Business-to-business (B2B) marketers have significant opportunities to broaden their targeting and investment of time and effort as a result of the lower costs of doing business engendered by the COVID-19 pandemic.

Rory Sutherland, Ogilvy/UK vice chair, discussed this subject during an online Responding to Today’s B2B Buying Realities conference held by the Association of National Advertisers (ANA).

“Today, it looks like you can win business over Zoom,” he said, referencing the video-conferencing service that has rapidly found a place at the heart of work-from-home business. (For more, read WARC’s in-depth report: How brands can adapt to the new economics of B2B marketing.)

In the past, B2B marketers effectively had to pay “an airfare tax, and the endless meeting-room tax, and the shaking-hands tax, and the dinner tax” as they sought to close deals.

However, with technology, and the pandemic-driven lessons of transacting business remotely, some of those costs are no longer a part of the new-business mix.

Previously, the “cost of winning a bit of business” worth £500,000 ($649,000) was a “speculative investment” of £5,000, with the assumption of having a 5% chance of winning a competitive pitch, explained Sutherland.

“Let’s say you devote six hours of your time to travel and work. Is it worth doing that for a 5% possibility of business? No,” he added.

In the new world, however, “Is it worth two hours on a Zoom call for a 5% chance of £250,000 worth of business? Yes,” he told the ANA digital audience. “We don’t need to be quite so discerning.

“Suddenly, the cost of winning new business has been reduced as well.

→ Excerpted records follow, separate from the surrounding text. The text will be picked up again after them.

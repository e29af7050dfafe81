//! Cook database
//!
//! Answers "is this output current?" and "what depends on this file?".
//! Metadata-tracked outputs carry a JSON sidecar next to the cooked file;
//! one-to-one outputs are checked by timestamp against their single source
//! plus a global per-type version.

pub mod metadata;
pub mod versions;
pub mod watcher;

pub use metadata::{CookMetadata, CookSource, DirectorySource, TimestampedSource};
pub use versions::{CookVersions, VersionTable};

use crate::content::{modified_time, ContentPaths, FilePath, FileType};
use crate::error::{CookError, CookResult};
use std::collections::{HashMap, HashSet};
use std::path::Path;
use std::sync::{Arc, Mutex, MutexGuard};
use tracing::{debug, warn};
use walkdir::WalkDir;
use watcher::SourceWatcher;

/// Result of a detailed freshness check
#[derive(Debug, Clone, PartialEq, Eq)]
pub enum Freshness {
    UpToDate,
    /// A global condition fired (versions, tampered output or metadata,
    /// missing record); every dependency must be treated as stale.
    StaleGlobal,
    /// The listed sources, siblings or directories changed
    Stale(Vec<FilePath>),
}

impl Freshness {
    pub fn is_up_to_date(&self) -> bool {
        matches!(self, Freshness::UpToDate)
    }

    /// Changed dependencies; empty for up-to-date and global staleness
    pub fn changed(&self) -> &[FilePath] {
        match self {
            Freshness::Stale(changed) => changed,
            _ => &[],
        }
    }
}

#[derive(Default)]
struct DatabaseState {
    /// Outputs last seen up to date; stale results are never memoized
    up_to_date: HashSet<FilePath>,
    /// Bumped on every invalidation
    generation: u64,
    metadata: HashMap<FilePath, CookMetadata>,
    /// source -> outputs that list it in `sources`
    dependents: HashMap<FilePath, HashSet<FilePath>>,
    /// directory -> outputs that list it in `directory_sources`
    directory_dependents: HashMap<FilePath, HashSet<FilePath>>,
}

impl DatabaseState {
    fn add_dependents(&mut self, output: &FilePath, metadata: &CookMetadata) {
        for source in &metadata.sources {
            self.dependents
                .entry(normalized(&source.source))
                .or_default()
                .insert(output.clone());
        }
        for dir in &metadata.directory_sources {
            self.directory_dependents
                .entry(dir.source.clone())
                .or_default()
                .insert(output.clone());
        }
    }

    fn remove_dependents(&mut self, output: &FilePath, metadata: &CookMetadata) {
        for source in &metadata.sources {
            let key = normalized(&source.source);
            if let Some(set) = self.dependents.get_mut(&key) {
                set.remove(output);
                if set.is_empty() {
                    self.dependents.remove(&key);
                }
            }
        }
        for dir in &metadata.directory_sources {
            if let Some(set) = self.directory_dependents.get_mut(&dir.source) {
                set.remove(output);
                if set.is_empty() {
                    self.directory_dependents.remove(&dir.source);
                }
            }
        }
    }

    fn invalidate(&mut self, path: &FilePath) {
        self.generation += 1;
        self.up_to_date.remove(path);
        if let Some(old) = self.metadata.remove(path) {
            self.remove_dependents(path, &old);
        }
    }
}

fn normalized(path: &FilePath) -> FilePath {
    path.with_type(path.file_type().normalized())
}

/// Persisted dependency and freshness store for one platform's content
pub struct CookDatabase {
    paths: ContentPaths,
    versions: CookVersions,
    /// One-to-one types whose outputs could not be reconciled this session
    stale_types: HashSet<FileType>,
    state: Mutex<DatabaseState>,
    watcher: Mutex<Option<SourceWatcher>>,
}

impl CookDatabase {
    /// Create the database. When `process_one_to_one_versions` is set the
    /// one-to-one version table is reconciled first, which may delete
    /// stale cooked outputs.
    pub fn new(paths: ContentPaths, versions: CookVersions, process_one_to_one: bool) -> Self {
        let stale_types = if process_one_to_one {
            versions::process_one_to_one_versions(&paths, &versions)
        } else {
            HashSet::new()
        };

        Self {
            paths,
            versions,
            stale_types,
            state: Mutex::new(DatabaseState::default()),
            watcher: Mutex::new(None),
        }
    }

    pub fn paths(&self) -> &ContentPaths {
        &self.paths
    }

    pub fn versions(&self) -> &CookVersions {
        &self.versions
    }

    fn lock(&self) -> MutexGuard<'_, DatabaseState> {
        self.state.lock().unwrap_or_else(|e| e.into_inner())
    }

    /// Start forwarding filesystem changes under the source directory to
    /// [`CookDatabase::on_file_change`].
    pub fn watch_sources(self: &Arc<Self>) -> CookResult<()> {
        let watcher = SourceWatcher::start(Arc::downgrade(self), self.paths.source_dir())?;
        *self.watcher.lock().unwrap_or_else(|e| e.into_inner()) = Some(watcher);
        Ok(())
    }

    pub fn check_up_to_date(&self, path: &FilePath) -> bool {
        if self.lock().up_to_date.contains(path) {
            return true;
        }
        self.check_up_to_date_with_details(path).is_up_to_date()
    }

    /// Full freshness check that also reports which dependencies changed
    pub fn check_up_to_date_with_details(&self, path: &FilePath) -> Freshness {
        let generation = self.lock().generation;
        let freshness = if path.file_type().is_one_to_one() {
            self.check_one_to_one(path)
        } else {
            self.check_metadata(path)
        };

        self.memoize(path, &freshness, generation);
        freshness
    }

    /// Remember an up-to-date result unless something was invalidated
    /// while it was being computed.
    fn memoize(&self, path: &FilePath, freshness: &Freshness, generation: u64) {
        let mut state = self.lock();
        if freshness.is_up_to_date() && state.generation == generation {
            state.up_to_date.insert(path.clone());
        }
    }

    fn check_one_to_one(&self, path: &FilePath) -> Freshness {
        if self.stale_types.contains(&path.file_type()) {
            return Freshness::Stale(vec![path.clone()]);
        }

        let source = modified_time(&self.paths.source_path(path));
        let output = modified_time(&self.paths.cooked_path(path));
        if output == 0 || source > output {
            Freshness::Stale(vec![path.clone()])
        } else {
            Freshness::UpToDate
        }
    }

    fn check_metadata(&self, path: &FilePath) -> Freshness {
        let metadata = self.resolve_metadata(path);
        let file_type = path.file_type();

        if metadata.cooker_version != self.versions.cooker_version()
            || metadata.data_version != self.versions.data_version(file_type)
            || metadata.sources.is_empty()
        {
            return Freshness::StaleGlobal;
        }

        if modified_time(&self.paths.cooked_path(path)) != metadata.cooked_timestamp {
            return Freshness::StaleGlobal;
        }

        if modified_time(&self.paths.metadata_path(path)) != metadata.metadata_timestamp {
            // Edited behind our back, force a re-read next time.
            self.lock().invalidate(path);
            return Freshness::StaleGlobal;
        }

        let mut changed = Vec::new();
        for source in &metadata.sources {
            if modified_time(&self.paths.source_path(&source.source)) != source.timestamp {
                changed.push(source.source.clone());
            }
        }
        for sibling in &metadata.siblings {
            let current = modified_time(&self.paths.cooked_path(&sibling.source));
            if current == 0 || current != sibling.timestamp {
                changed.push(sibling.source.clone());
            }
        }
        for dir in &metadata.directory_sources {
            if self.directory_file_count(&dir.source) != dir.file_count {
                changed.push(dir.source.clone());
            }
        }

        if changed.is_empty() {
            Freshness::UpToDate
        } else {
            Freshness::Stale(changed)
        }
    }

    /// Cached metadata for an output, read from disk on first use.
    ///
    /// The disk read happens outside the lock; two threads resolving the
    /// same path may both read it.
    pub fn resolve_metadata(&self, path: &FilePath) -> CookMetadata {
        if let Some(metadata) = self.lock().metadata.get(path) {
            return metadata.clone();
        }

        let metadata = self.read_metadata(path);

        let mut state = self.lock();
        if !state.metadata.contains_key(path) {
            state.add_dependents(path, &metadata);
            state.metadata.insert(path.clone(), metadata.clone());
        }
        metadata
    }

    fn read_metadata(&self, path: &FilePath) -> CookMetadata {
        let sidecar = self.paths.metadata_path(path);
        let metadata_timestamp = modified_time(&sidecar);
        match CookMetadata::load(&sidecar) {
            Ok(Some(metadata)) => CookMetadata {
                metadata_timestamp,
                ..metadata
            },
            Ok(None) => CookMetadata::default(),
            Err(e) => {
                warn!("Discarding unreadable metadata {}: {}", sidecar.display(), e);
                CookMetadata::default()
            }
        }
    }

    /// Replace the stored record of `output` with one built from `sources`.
    ///
    /// One-to-one outputs keep no record and return immediately. On success
    /// the output is considered up to date and the dependency indices point
    /// at the new source set.
    pub fn update_metadata(
        &self,
        output: &FilePath,
        cooked_timestamp: u64,
        sources: &[CookSource],
    ) -> CookResult<()> {
        if output.file_type().is_one_to_one() {
            return Ok(());
        }

        let mut metadata = CookMetadata {
            cooked_timestamp,
            metadata_timestamp: 0,
            cooker_version: self.versions.cooker_version(),
            data_version: self.versions.data_version(output.file_type()),
            ..CookMetadata::default()
        };

        for source in sources {
            let path = normalized(&source.path);
            if source.is_directory {
                metadata.directory_sources.push(DirectorySource {
                    file_count: self.directory_file_count(&path),
                    source: path,
                });
            } else if source.is_sibling {
                metadata.siblings.push(TimestampedSource {
                    timestamp: modified_time(&self.paths.cooked_path(&path)),
                    source: path,
                });
            } else {
                metadata.sources.push(TimestampedSource {
                    timestamp: modified_time(&self.paths.source_path(&path)),
                    source: path,
                });
            }
        }

        if metadata.sources.is_empty() {
            return Err(CookError::bug(format!(
                "{} committed metadata without any sources",
                output
            )));
        }

        let sidecar = self.paths.metadata_path(output);
        let mut state = self.lock();
        metadata.save(&sidecar)?;
        metadata.metadata_timestamp = modified_time(&sidecar);

        if let Some(old) = state.metadata.remove(output) {
            state.remove_dependents(output, &old);
        }
        state.add_dependents(output, &metadata);
        state.metadata.insert(output.clone(), metadata);
        state.up_to_date.insert(output.clone());
        Ok(())
    }

    /// Drop cached state for a path the caller just changed
    pub fn manual_on_file_change(&self, path: &FilePath) {
        self.on_file_change(path);
    }

    /// Change notification: invalidate the path and its direct dependents
    pub fn on_file_change(&self, path: &FilePath) {
        let changed: Vec<FilePath> = if path.file_type().is_texture() {
            FileType::TEXTURES.iter().map(|t| path.with_type(*t)).collect()
        } else {
            vec![path.clone()]
        };

        let mut state = self.lock();
        let mut dependents = Vec::new();
        if let Some(set) = state.dependents.get(&normalized(path)) {
            dependents.extend(set.iter().cloned());
        }
        for changed_path in changed.iter().chain(dependents.iter()) {
            state.invalidate(changed_path);
        }
        debug!(
            "Invalidated {} and {} dependents",
            path,
            dependents.len()
        );
    }

    /// Outputs that directly declared `source`, or a directory containing
    /// it, as a dependency.
    pub fn get_dependents(&self, source: &FilePath) -> Vec<FilePath> {
        let key = normalized(source);
        let state = self.lock();

        let mut out: HashSet<FilePath> = state
            .dependents
            .get(&key)
            .map(|set| set.iter().cloned().collect())
            .unwrap_or_default();

        for (dir, outputs) in &state.directory_dependents {
            let type_matches = dir.file_type() == FileType::Unknown
                || dir.file_type() == source.file_type();
            if type_matches && source.is_under_directory(dir.relative()) {
                out.extend(outputs.iter().cloned());
            }
        }

        out.remove(source);
        let mut out: Vec<FilePath> = out.into_iter().collect();
        out.sort();
        out
    }

    /// Recursive count of files under a directory source
    pub fn directory_file_count(&self, dir: &FilePath) -> u64 {
        count_files(&self.paths.source_directory(dir), dir.file_type())
    }
}

fn count_files(dir: &Path, filter: FileType) -> u64 {
    let ext = filter.source_extension();
    WalkDir::new(dir)
        .into_iter()
        .filter_map(Result::ok)
        .filter(|e| e.file_type().is_file())
        .filter(|e| {
            filter == FileType::Unknown
                || e.file_name()
                    .to_string_lossy()
                    .to_ascii_lowercase()
                    .ends_with(ext)
        })
        .count() as u64
}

Simply enough, lower price-per-engagement – even with a fixed new-business budget – immediately opens the door to all kinds of new pitches.”

Building on that topic, Sutherland suggested that as “the actual level of friction attached to winning new business has now become lower,” there are implications for targeting.

“When the investment required to win business is lower – when the marginal cost of speaking to 10 other people is lower – the need for hyper-targeting is, arguably, less,” he said.

“Because the sunk costs of new business have been reduced, I would argue that means we should be slightly less discriminating and less laser-focused on who we talk to.”